**WHAT IS EXPECTED:**
For the entries below, print exactly the lines between the line holding "counter += 1;" and the line holding "pub fn reserve(&mut", inclusive, and nothing else.

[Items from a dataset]
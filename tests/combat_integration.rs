//! Combat integration tests
//!
//! Synchronous fights go through the arena, duels through the public
//! combat API with seeded NPCs.

use std::sync::Arc;

use npc_arena::combat::{can_kill, fight, pairs_within, resolve_duel, DuelOutcome};
use npc_arena::core::config::SimulationConfig;
use npc_arena::core::types::Position;
use npc_arena::entity::{Npc, Species};
use npc_arena::observer::{Console, KillObserver, RecordingObserver};
use npc_arena::simulation::Arena;

fn arena() -> (Arena, Arc<RecordingObserver>) {
    let recorder = Arc::new(RecordingObserver::default());
    let arena = Arena::with_parts(
        SimulationConfig::default(),
        Arc::new(Console::captured()),
        vec![recorder.clone() as Arc<dyn KillObserver>],
    );
    (arena, recorder)
}

#[test]
fn test_dragon_kills_only_the_near_bull() {
    let (arena, recorder) = arena();
    arena.add_npc(Species::Dragon, "Dragon", 0, 0).unwrap();
    arena.add_npc(Species::Bull, "Bull", 5, 5).unwrap();
    arena.add_npc(Species::Bull, "BullFar", 100, 100).unwrap();

    let report = arena.fight(10.0);
    assert_eq!(report.engagements, 1);
    assert_eq!(report.survivors, 2);

    let names: Vec<String> = arena.snapshot().iter().map(|n| n.name().to_string()).collect();
    assert_eq!(names, vec!["Dragon", "BullFar"]);
    assert_eq!(recorder.kills(), vec![("Dragon".to_string(), "Bull".to_string())]);
}

#[test]
fn test_fight_range_is_inclusive() {
    let (arena, _) = arena();
    arena.add_npc(Species::Bull, "Bull", 0, 0).unwrap();
    arena.add_npc(Species::Frog, "Frog", 3, 4).unwrap();
    assert_eq!(arena.fight(4.0).kills.len(), 0);
    assert_eq!(arena.fight(5.0).kills.len(), 1);
    assert_eq!(arena.npc_count(), 1);
}

#[test]
fn test_food_chain_in_one_sweep() {
    // The bull dies to the dragon but still eats the frog in the same sweep.
    let (arena, recorder) = arena();
    arena.add_npc(Species::Dragon, "Dragon", 10, 10).unwrap();
    arena.add_npc(Species::Bull, "Bull", 11, 10).unwrap();
    arena.add_npc(Species::Frog, "Frog", 12, 10).unwrap();

    let report = arena.fight(5.0);
    assert_eq!(report.kills.len(), 2);
    assert_eq!(recorder.count(), 2);
    let survivors: Vec<Species> = arena.snapshot().iter().map(|n| n.species()).collect();
    assert_eq!(survivors, vec![Species::Dragon]);
}

#[test]
fn test_two_dragons_one_bull_single_notification() {
    let (arena, recorder) = arena();
    arena.add_npc(Species::Dragon, "Dragon", 0, 0).unwrap();
    arena.add_npc(Species::Dragon, "Dragon", 1, 0).unwrap();
    arena.add_npc(Species::Bull, "Bull", 0, 1).unwrap();

    let report = arena.fight(3.0);
    assert_eq!(report.engagements, 2);
    assert_eq!(report.kills, vec![("Dragon".to_string(), "Bull".to_string())]);
    assert_eq!(recorder.count(), 1);
}

#[test]
fn test_fight_on_plain_collection() {
    let mut npcs = vec![
        Npc::spawn(Species::Frog, "F1", Position::new(0, 0), 0),
        Npc::spawn(Species::Frog, "F2", Position::new(0, 0), 0),
    ];
    let report = fight(&mut npcs, 100.0);
    assert_eq!(report.engagements, 0);
    assert_eq!(npcs.len(), 2);
}

#[test]
fn test_duel_never_lets_prey_win() {
    for seed in 0..50 {
        let frog = Npc::spawn(Species::Frog, "Frog", Position::new(0, 0), seed);
        let bull = Npc::spawn(Species::Bull, "Bull", Position::new(0, 0), seed + 1000);
        assert_eq!(resolve_duel(&frog, &bull), DuelOutcome::Ineligible);
        assert!(bull.is_alive());
    }
}

#[test]
fn test_duel_outcomes_follow_dice() {
    let mut kills = 0;
    for seed in 0..200 {
        let dragon = Npc::spawn(Species::Dragon, "Dragon", Position::new(0, 0), seed);
        let bull = Npc::spawn(Species::Bull, "Bull", Position::new(0, 0), seed + 7);
        match resolve_duel(&dragon, &bull) {
            DuelOutcome::Kill { attack, defense } => {
                assert!(attack > defense);
                assert!(!bull.is_alive());
                kills += 1;
            }
            DuelOutcome::Miss { attack, defense } => {
                assert!(attack <= defense);
                assert!(bull.is_alive());
            }
            other => panic!("unexpected outcome {other:?}"),
        }
    }
    // P(attack > defense) on two d6 is 15/36.
    assert!(kills > 40 && kills < 130, "kills = {kills}");
}

#[test]
fn test_realtime_scan_uses_species_reach() {
    let dragon = Npc::spawn(Species::Dragon, "Dragon", Position::new(0, 0), 0);
    let bull = Npc::spawn(Species::Bull, "Bull", Position::new(20, 0), 0);
    let pairs = pairs_within(&[dragon, bull], |npc| f64::from(npc.params().kill_distance));
    // Dragon reaches 30, bull only 10.
    assert_eq!(pairs.len(), 1);
    assert_eq!(pairs[0].0.name(), "Dragon");
    assert!(can_kill(pairs[0].0.species(), pairs[0].1.species()));
}
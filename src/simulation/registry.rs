//! Shared NPC registry
//!
//! Many readers or one writer. Traversals (movement pass, collision scan,
//! display snapshots) take the read lock; add, remove and clear take the
//! write lock. Nothing here sleeps or does I/O while a guard is alive.

use std::sync::RwLock;

use crate::core::sync::{read, write};
use crate::entity::{Npc, NpcHandle};

#[derive(Debug, Default)]
pub struct Registry {
    npcs: RwLock<Vec<NpcHandle>>,
}

impl Registry {
    pub fn new() -> Self {
        Self::default()
    }

    pub fn add(&self, npc: NpcHandle) {
        write(&self.npcs).push(npc);
    }

    pub fn extend(&self, npcs: impl IntoIterator<Item = NpcHandle>) {
        write(&self.npcs).extend(npcs);
    }

    /// Drop every NPC matching `predicate`; returns how many were dropped
    pub fn remove_if<F>(&self, predicate: F) -> usize
    where
        F: Fn(&Npc) -> bool,
    {
        let mut npcs = write(&self.npcs);
        let before = npcs.len();
        npcs.retain(|npc| !predicate(npc));
        before - npcs.len()
    }

    /// Cleanup sweep: physically remove everything flagged dead
    pub fn remove_dead(&self) -> usize {
        // Skip the write lock when there is nothing to sweep.
        if read(&self.npcs).iter().all(|npc| npc.is_alive()) {
            return 0;
        }
        self.remove_if(|npc| !npc.is_alive())
    }

    /// Ordered copy of the current handles
    pub fn snapshot(&self) -> Vec<NpcHandle> {
        read(&self.npcs).clone()
    }

    /// Run `f` over the entities under the read lock
    pub fn with_entities<R>(&self, f: impl FnOnce(&[NpcHandle]) -> R) -> R {
        let npcs = read(&self.npcs);
        f(&npcs)
    }

    pub fn count_alive(&self) -> usize {
        read(&self.npcs).iter().filter(|npc| npc.is_alive()).count()
    }

    pub fn len(&self) -> usize {
        read(&self.npcs).len()
    }

    pub fn is_empty(&self) -> bool {
        read(&self.npcs).is_empty()
    }

    pub fn clear(&self) {
        write(&self.npcs).clear();
    }
}
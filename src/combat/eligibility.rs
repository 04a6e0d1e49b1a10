//! Predation matrix
//!
//! Fixed food chain: Dragon eats Bull, Bull eats Frog, Frog eats nobody.

use crate::entity::Species;

/// May an `attacker` of this species kill a `defender` of that species?
pub fn can_kill(attacker: Species, defender: Species) -> bool {
    matches!(
        (attacker, defender),
        (Species::Dragon, Species::Bull) | (Species::Bull, Species::Frog)
    )
}
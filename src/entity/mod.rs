pub mod naming;
pub mod npc;
pub mod species;

pub use naming::NameRegistry;
pub use npc::{Npc, NpcHandle};
pub use species::{Species, SpeciesParams};
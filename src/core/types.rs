//! Core type definitions used throughout the codebase

use serde::{Deserialize, Serialize};
use std::fmt;

/// Width of the editor canvas (cells)
pub const EDITOR_WIDTH: i32 = 500;
/// Height of the editor canvas (cells)
pub const EDITOR_HEIGHT: i32 = 500;
/// Width of the simulation grid (cells)
pub const MAP_WIDTH: i32 = 100;
/// Height of the simulation grid (cells)
pub const MAP_HEIGHT: i32 = 100;

/// Faces on the combat die
pub const DICE_SIDES: u32 = 6;

/// Integer grid position
#[derive(Debug, Clone, Copy, Default, PartialEq, Eq, Hash, Serialize, Deserialize)]
pub struct Position {
    pub x: i32,
    pub y: i32,
}

impl Position {
    pub fn new(x: i32, y: i32) -> Self {
        Self { x, y }
    }

    pub fn distance(&self, other: &Self) -> f64 {
        let dx = f64::from(self.x) - f64::from(other.x);
        let dy = f64::from(self.y) - f64::from(other.y);
        (dx * dx + dy * dy).sqrt()
    }

    pub fn offset(&self, dx: i32, dy: i32) -> Self {
        Self {
            x: self.x.saturating_add(dx),
            y: self.y.saturating_add(dy),
        }
    }

    pub fn is_within_editor_bounds(&self) -> bool {
        Bounds::EDITOR.contains(*self)
    }

    pub fn is_within_simulation_bounds(&self) -> bool {
        Bounds::SIMULATION.contains(*self)
    }
}

impl fmt::Display for Position {
    fn fmt(&self, f: &mut fmt::Formatter<'_>) -> fmt::Result {
        write!(f, "({}, {})", self.x, self.y)
    }
}

/// Half-open rectangle anchored at the origin: `0 <= x < width`, `0 <= y < height`.
///
/// The editor canvas and the simulation grid are two different rectangles.
/// Entities may be placed anywhere on the editor canvas, but once the
/// simulation moves them they are clamped onto the smaller grid.
///
/// Both rectangles exclude their far edge, so x=500 is off the editor
/// canvas. The factory check and `Position::is_within_editor_bounds` share
/// this one definition and must not disagree.
#[derive(Debug, Clone, Copy, PartialEq, Eq, Serialize, Deserialize)]
pub struct Bounds {
    pub width: i32,
    pub height: i32,
}

impl Bounds {
    pub const EDITOR: Bounds = Bounds {
        width: EDITOR_WIDTH,
        height: EDITOR_HEIGHT,
    };

    pub const SIMULATION: Bounds = Bounds {
        width: MAP_WIDTH,
        height: MAP_HEIGHT,
    };

    pub fn contains(&self, pos: Position) -> bool {
        pos.x >= 0 && pos.x < self.width && pos.y >= 0 && pos.y < self.height
    }

    /// Axis-wise clamp; out-of-range coordinates land exactly on the edge.
    pub fn clamp(&self, pos: Position) -> Position {
        Position {
            x: pos.x.clamp(0, self.width - 1),
            y: pos.y.clamp(0, self.height - 1),
        }
    }
}

impl fmt::Display for Bounds {
    fn fmt(&self, f: &mut fmt::Formatter<'_>) -> fmt::Result {
        write!(
            f,
            "x in [0, {}], y in [0, {}]",
            self.width - 1,
            self.height - 1
        )
    }
}

impl Default for Bounds {
    fn default() -> Self {
        Self::EDITOR
    }
}

#[cfg(test)]
mod tests {
    use super::*;

    #[test]
    fn test_distance_pythagorean() {
        let a = Position::new(0, 0);
        let b = Position::new(3, 4);
        assert_eq!(a.distance(&b), 5.0);
        assert_eq!(b.distance(&a), 5.0);
        assert_eq!(a.distance(&a), 0.0);
    }

    #[test]
    fn test_editor_and_simulation_bounds_differ() {
        let p = Position::new(499, 50);
        assert!(p.is_within_editor_bounds());
        assert!(!p.is_within_simulation_bounds());

        assert!(Position::new(50, 50).is_within_simulation_bounds());
        assert!(!Position::new(-1, 50).is_within_simulation_bounds());
        assert!(!Position::new(500, 0).is_within_editor_bounds());
    }

    #[test]
    fn test_clamp_lands_on_edge() {
        let b = Bounds::SIMULATION;
        assert_eq!(b.clamp(Position::new(-20, 140)), Position::new(0, 99));
        assert_eq!(b.clamp(Position::new(42, 7)), Position::new(42, 7));
    }

    #[test]
    fn test_position_display() {
        assert_eq!(Position::new(10, 20).to_string(), "(10, 20)");
    }
}
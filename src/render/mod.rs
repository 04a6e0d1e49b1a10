//! Text rendering of the arena
//!
//! Every function here works on a snapshot of handles and returns a
//! `String`. Nothing in this module takes a registry lock or prints, so the
//! caller formats first and hands the finished text to the console.

pub mod map;
pub mod report;

use crate::core::types::Position;
use crate::entity::{NpcHandle, Species};

pub use map::render_map;
pub use report::{npc_listing, survivors_report};

/// What the renderer needs to know about one NPC
#[derive(Debug, Clone, Copy, PartialEq, Eq)]
pub struct Marker {
    pub position: Position,
    pub species: Species,
    pub alive: bool,
}

/// Collect markers for `npcs` into a reusable buffer.
pub fn collect_markers(npcs: &[NpcHandle], buffer: &mut Vec<Marker>) {
    buffer.clear();
    buffer.extend(npcs.iter().map(|npc| Marker {
        position: npc.position(),
        species: npc.species(),
        alive: npc.is_alive(),
    }));
}
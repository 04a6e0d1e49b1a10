//! Lock helpers that recover from poisoning.
//!
//! The data behind these locks (positions, handle vectors, queues) is never
//! left half-written by a panicking holder, so a poisoned lock is still safe
//! to use and background loops must keep running.

use std::sync::{Mutex, MutexGuard, PoisonError, RwLock, RwLockReadGuard, RwLockWriteGuard};

pub fn lock<T>(mutex: &Mutex<T>) -> MutexGuard<'_, T> {
    mutex.lock().unwrap_or_else(PoisonError::into_inner)
}

pub fn read<T>(lock: &RwLock<T>) -> RwLockReadGuard<'_, T> {
    lock.read().unwrap_or_else(PoisonError::into_inner)
}

pub fn write<T>(lock: &RwLock<T>) -> RwLockWriteGuard<'_, T> {
    lock.write().unwrap_or_else(PoisonError::into_inner)
}
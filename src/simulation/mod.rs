//! Real-time simulation: shared state, background loops and the controller

pub mod combat_loop;
pub mod controller;
pub mod movement;
pub mod pacing;
pub mod queue;
pub mod registry;

pub use combat_loop::CombatLoop;
pub use controller::{Arena, RunStats};
pub use movement::MovementLoop;
pub use pacing::LoopStats;
pub use queue::{BattleQueue, BattleTask};
pub use registry::Registry;
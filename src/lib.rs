//! NPC Arena - concurrent creature battle simulation

pub mod combat;
pub mod core;
pub mod entity;
pub mod factory;
pub mod observer;
pub mod render;
pub mod simulation;
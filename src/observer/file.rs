//! Append-only battle log

use std::fs::OpenOptions;
use std::io::Write;
use std::path::{Path, PathBuf};
use std::sync::Mutex;

use chrono::Local;

use crate::core::sync::lock;
use crate::entity::NpcHandle;
use crate::observer::KillObserver;

/// Appends `[YYYY-MM-DD HH:MM:SS] <killer> killed <victim>` to a file.
///
/// The file is opened per kill so the log survives across resets and
/// external truncation.
pub struct FileObserver {
    path: PathBuf,
    write_lock: Mutex<()>,
}

impl FileObserver {
    pub fn new(path: impl Into<PathBuf>) -> Self {
        Self {
            path: path.into(),
            write_lock: Mutex::new(()),
        }
    }

    pub fn path(&self) -> &Path {
        &self.path
    }

    fn append(&self, line: &str) -> std::io::Result<()> {
        let _guard = lock(&self.write_lock);
        let mut file = OpenOptions::new()
            .create(true)
            .append(true)
            .open(&self.path)?;
        writeln!(file, "{line}")
    }
}

impl KillObserver for FileObserver {
    fn on_kill(&self, killer: &NpcHandle, victim: &NpcHandle) {
        let stamp = Local::now().format("%Y-%m-%d %H:%M:%S");
        let line = format!("[{stamp}] {} killed {}", killer.name(), victim.name());
        if let Err(e) = self.append(&line) {
            tracing::warn!(path = %self.path.display(), "Failed to write battle log: {}", e);
        }
    }
}
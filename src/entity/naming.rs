//! Display-name disambiguation

use ahash::AHashSet;

/// Naming scope that hands out unique display names.
///
/// The scope outlives individual NPCs: a name stays taken after its owner
/// dies, until the scope is cleared on a full reset.
#[derive(Debug, Default)]
pub struct NameRegistry {
    used: AHashSet<String>,
}

impl NameRegistry {
    pub fn new() -> Self {
        Self::default()
    }

    /// Return `base` if free, otherwise `base` followed by the smallest
    /// positive integer that yields an unused name. The result is reserved.
    pub fn unique(&mut self, base: &str) -> String {
        let mut name = base.to_string();
        let mut counter = 1u32;
        while self.used.contains(&name) {
            name = format!("{base}{counter}");
            counter += 1;
        }
        self.used.insert(name.clone());
        name
    }

    /// Mark an exact name as taken. Returns false if it already was.
    pub fn reserve(&mut self, name: &str) -> bool {
        self.used.insert(name.to_string())
    }

    pub fn contains(&self, name: &str) -> bool {
        self.used.contains(name)
    }

    pub fn len(&self) -> usize {
        self.used.len()
    }

    pub fn is_empty(&self) -> bool {
        self.used.is_empty()
    }

    pub fn clear(&mut self) {
        self.used.clear();
    }
}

**TASK RESULT:**
            counter += 1;
        }
        self.used.insert(name.clone());
        name
    }

    /// Mark an exact name as taken. Returns false if it already was.
    pub fn reserve(&mut self, name: &str) -> bool {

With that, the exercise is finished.